=== Section Start ===
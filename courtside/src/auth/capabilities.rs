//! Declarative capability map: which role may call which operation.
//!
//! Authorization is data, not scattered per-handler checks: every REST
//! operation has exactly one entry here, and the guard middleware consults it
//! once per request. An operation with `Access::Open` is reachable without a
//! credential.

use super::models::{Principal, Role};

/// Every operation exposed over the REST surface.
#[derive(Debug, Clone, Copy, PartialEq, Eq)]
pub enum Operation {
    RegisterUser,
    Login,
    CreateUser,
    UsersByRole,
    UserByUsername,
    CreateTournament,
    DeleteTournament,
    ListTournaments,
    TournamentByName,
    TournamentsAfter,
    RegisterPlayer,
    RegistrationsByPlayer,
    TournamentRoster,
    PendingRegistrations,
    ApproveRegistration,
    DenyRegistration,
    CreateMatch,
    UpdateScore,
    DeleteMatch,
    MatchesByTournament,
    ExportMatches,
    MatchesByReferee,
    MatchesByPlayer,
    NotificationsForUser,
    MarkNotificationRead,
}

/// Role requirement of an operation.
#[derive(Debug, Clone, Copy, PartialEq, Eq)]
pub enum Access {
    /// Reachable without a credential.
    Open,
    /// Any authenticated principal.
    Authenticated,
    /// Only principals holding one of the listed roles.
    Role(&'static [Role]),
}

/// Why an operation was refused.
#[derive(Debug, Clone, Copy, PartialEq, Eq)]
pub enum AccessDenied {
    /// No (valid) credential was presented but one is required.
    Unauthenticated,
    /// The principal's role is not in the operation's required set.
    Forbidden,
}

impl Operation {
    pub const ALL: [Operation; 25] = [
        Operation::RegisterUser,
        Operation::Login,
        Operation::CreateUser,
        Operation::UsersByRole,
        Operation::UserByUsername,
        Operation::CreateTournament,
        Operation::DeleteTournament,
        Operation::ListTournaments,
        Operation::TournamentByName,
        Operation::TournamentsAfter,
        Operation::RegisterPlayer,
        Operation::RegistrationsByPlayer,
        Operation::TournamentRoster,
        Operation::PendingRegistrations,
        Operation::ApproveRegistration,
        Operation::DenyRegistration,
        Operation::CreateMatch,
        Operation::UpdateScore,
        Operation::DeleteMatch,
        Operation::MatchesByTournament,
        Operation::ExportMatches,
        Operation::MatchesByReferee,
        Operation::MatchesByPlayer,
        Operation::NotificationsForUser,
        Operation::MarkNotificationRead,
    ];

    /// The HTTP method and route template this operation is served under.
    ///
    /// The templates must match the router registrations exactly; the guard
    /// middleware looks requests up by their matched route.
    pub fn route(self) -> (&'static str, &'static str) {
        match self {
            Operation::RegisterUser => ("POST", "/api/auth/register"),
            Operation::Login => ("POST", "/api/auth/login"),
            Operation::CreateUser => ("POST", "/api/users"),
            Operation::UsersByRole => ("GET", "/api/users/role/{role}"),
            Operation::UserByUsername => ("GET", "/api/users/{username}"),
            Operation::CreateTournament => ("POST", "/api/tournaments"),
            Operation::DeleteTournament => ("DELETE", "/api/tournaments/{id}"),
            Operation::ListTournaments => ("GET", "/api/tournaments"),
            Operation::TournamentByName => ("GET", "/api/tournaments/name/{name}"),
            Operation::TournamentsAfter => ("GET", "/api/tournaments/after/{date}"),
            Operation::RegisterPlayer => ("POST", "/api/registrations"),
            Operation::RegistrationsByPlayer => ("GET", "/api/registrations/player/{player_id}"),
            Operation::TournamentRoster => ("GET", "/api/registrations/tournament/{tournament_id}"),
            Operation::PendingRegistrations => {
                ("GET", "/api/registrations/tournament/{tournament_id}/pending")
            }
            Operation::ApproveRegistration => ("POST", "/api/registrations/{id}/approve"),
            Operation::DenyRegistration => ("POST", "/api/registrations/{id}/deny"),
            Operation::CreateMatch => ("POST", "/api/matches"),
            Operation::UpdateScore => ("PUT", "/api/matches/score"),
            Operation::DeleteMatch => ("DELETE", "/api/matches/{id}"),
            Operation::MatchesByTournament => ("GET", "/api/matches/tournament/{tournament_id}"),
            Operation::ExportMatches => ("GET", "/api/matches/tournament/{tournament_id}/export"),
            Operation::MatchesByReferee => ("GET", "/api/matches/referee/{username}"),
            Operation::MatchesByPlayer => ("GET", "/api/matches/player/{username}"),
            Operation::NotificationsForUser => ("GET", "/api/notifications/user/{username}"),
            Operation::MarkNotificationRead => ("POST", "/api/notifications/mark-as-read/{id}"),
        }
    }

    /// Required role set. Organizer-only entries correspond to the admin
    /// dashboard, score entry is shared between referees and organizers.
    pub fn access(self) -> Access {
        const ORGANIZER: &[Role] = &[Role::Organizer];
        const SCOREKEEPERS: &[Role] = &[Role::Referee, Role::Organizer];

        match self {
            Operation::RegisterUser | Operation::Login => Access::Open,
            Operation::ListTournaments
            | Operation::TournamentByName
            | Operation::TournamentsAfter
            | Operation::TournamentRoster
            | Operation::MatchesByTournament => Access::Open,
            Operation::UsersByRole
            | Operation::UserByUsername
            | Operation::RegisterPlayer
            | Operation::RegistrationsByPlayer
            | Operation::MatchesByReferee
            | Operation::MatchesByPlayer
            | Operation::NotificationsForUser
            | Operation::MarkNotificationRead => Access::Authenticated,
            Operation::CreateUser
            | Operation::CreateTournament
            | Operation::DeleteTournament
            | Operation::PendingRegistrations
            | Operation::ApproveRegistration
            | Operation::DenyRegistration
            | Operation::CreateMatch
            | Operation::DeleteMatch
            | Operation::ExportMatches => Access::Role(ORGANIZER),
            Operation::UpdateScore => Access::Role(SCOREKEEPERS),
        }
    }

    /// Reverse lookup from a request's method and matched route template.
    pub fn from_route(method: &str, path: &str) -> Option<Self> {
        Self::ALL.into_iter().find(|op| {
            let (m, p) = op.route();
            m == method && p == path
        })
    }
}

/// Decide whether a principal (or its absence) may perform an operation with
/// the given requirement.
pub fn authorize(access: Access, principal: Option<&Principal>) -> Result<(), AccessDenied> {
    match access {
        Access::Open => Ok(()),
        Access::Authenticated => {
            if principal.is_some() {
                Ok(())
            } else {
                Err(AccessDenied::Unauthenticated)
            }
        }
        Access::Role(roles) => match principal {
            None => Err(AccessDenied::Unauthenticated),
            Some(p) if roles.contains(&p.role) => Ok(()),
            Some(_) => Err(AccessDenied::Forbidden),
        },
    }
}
=== Section End ===
=== Section Start ===
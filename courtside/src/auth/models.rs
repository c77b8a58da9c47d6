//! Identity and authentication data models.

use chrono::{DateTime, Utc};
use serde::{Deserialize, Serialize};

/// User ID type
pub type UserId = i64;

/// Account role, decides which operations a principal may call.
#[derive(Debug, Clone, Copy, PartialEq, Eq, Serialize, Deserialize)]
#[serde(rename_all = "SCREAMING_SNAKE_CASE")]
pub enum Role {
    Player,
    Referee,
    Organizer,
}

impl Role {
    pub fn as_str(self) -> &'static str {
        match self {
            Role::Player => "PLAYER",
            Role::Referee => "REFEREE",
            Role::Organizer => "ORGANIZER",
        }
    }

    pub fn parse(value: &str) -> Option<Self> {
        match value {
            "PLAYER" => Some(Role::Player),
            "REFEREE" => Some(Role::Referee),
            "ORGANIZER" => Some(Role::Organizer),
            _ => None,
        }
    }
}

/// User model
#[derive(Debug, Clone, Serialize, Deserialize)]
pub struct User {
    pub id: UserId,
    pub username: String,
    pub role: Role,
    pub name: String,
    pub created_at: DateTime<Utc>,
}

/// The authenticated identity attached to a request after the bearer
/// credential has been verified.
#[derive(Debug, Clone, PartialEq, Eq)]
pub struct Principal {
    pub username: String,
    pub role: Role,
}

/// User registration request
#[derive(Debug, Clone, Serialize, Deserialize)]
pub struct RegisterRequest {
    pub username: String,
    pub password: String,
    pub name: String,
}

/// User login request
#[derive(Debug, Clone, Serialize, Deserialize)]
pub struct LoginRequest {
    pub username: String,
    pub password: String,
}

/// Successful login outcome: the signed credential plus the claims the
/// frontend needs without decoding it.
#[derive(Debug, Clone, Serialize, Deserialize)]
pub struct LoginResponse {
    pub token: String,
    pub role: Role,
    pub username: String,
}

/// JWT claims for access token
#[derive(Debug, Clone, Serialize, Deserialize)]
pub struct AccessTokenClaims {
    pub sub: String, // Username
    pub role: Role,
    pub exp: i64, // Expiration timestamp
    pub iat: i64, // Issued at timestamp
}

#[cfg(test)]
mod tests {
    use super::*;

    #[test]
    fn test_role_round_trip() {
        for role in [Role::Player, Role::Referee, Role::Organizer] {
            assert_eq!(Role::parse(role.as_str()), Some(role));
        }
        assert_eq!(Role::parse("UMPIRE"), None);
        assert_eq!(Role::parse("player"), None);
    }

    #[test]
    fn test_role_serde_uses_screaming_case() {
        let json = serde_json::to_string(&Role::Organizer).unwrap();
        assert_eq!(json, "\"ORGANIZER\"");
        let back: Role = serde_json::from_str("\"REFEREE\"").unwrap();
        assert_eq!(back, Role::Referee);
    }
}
=== Section End ===
=== Section Start ===
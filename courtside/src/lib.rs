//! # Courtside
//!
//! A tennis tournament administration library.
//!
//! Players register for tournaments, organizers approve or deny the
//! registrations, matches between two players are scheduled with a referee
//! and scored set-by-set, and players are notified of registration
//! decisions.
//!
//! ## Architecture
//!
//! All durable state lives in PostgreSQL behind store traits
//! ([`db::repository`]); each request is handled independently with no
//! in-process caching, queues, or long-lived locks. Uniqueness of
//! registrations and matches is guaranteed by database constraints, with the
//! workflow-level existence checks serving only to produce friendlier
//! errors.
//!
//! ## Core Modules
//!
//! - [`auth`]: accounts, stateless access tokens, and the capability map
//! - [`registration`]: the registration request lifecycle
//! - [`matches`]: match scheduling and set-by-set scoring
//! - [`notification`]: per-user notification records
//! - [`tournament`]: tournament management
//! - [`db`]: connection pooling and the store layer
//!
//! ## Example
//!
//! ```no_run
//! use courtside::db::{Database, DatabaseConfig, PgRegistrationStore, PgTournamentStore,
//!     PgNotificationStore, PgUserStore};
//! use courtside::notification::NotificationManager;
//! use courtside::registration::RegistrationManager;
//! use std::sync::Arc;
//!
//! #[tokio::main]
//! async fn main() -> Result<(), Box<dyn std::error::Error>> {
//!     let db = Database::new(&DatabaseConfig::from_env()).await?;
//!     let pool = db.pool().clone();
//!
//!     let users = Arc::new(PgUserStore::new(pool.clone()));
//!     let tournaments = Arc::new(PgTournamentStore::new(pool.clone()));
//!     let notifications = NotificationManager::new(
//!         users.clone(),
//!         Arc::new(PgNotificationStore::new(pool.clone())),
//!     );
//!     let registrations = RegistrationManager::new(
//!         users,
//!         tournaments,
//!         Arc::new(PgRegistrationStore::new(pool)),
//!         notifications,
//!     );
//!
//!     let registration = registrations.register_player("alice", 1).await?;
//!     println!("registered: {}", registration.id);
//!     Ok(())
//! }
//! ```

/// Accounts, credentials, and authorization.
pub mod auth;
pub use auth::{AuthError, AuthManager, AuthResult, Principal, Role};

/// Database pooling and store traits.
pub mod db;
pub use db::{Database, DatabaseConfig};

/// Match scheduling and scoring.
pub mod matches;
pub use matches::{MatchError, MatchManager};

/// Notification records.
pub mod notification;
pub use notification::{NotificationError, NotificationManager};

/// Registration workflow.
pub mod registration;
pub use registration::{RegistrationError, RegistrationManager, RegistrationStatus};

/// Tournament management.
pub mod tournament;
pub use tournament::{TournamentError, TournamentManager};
=== Section End ===
• _Exercise aim_: Could you set down, exactly as written, the lines above between the one holding "repository c77b8a58da9c47d6" and the one holding "pub struct LoginRequest", inclusive, and nothing more?

• _Output for this task_:
repository c77b8a58da9c47d6
//! Identity and authentication data models.

use chrono::{DateTime, Utc};
use serde::{Deserialize, Serialize};

/// User ID type
pub type UserId = i64;

/// Account role, decides which operations a principal may call.
#[derive(Debug, Clone, Copy, PartialEq, Eq, Serialize, Deserialize)]
#[serde(rename_all = "SCREAMING_SNAKE_CASE")]
pub enum Role {
    Player,
    Referee,
    Organizer,
}

impl Role {
    pub fn as_str(self) -> &'static str {
        match self {
            Role::Player => "PLAYER",
            Role::Referee => "REFEREE",
            Role::Organizer => "ORGANIZER",
        }
    }

    pub fn parse(value: &str) -> Option<Self> {
        match value {
            "PLAYER" => Some(Role::Player),
            "REFEREE" => Some(Role::Referee),
            "ORGANIZER" => Some(Role::Organizer),
            _ => None,
        }
    }
}

/// User model
#[derive(Debug, Clone, Serialize, Deserialize)]
pub struct User {
    pub id: UserId,
    pub username: String,
    pub role: Role,
    pub name: String,
    pub created_at: DateTime<Utc>,
}

/// The authenticated identity attached to a request after the bearer
/// credential has been verified.
#[derive(Debug, Clone, PartialEq, Eq)]
pub struct Principal {
    pub username: String,
    pub role: Role,
}

/// User registration request
#[derive(Debug, Clone, Serialize, Deserialize)]
pub struct RegisterRequest {
    pub username: String,
    pub password: String,
    pub name: String,
}

/// User login request
#[derive(Debug, Clone, Serialize, Deserialize)]
pub struct LoginRequest {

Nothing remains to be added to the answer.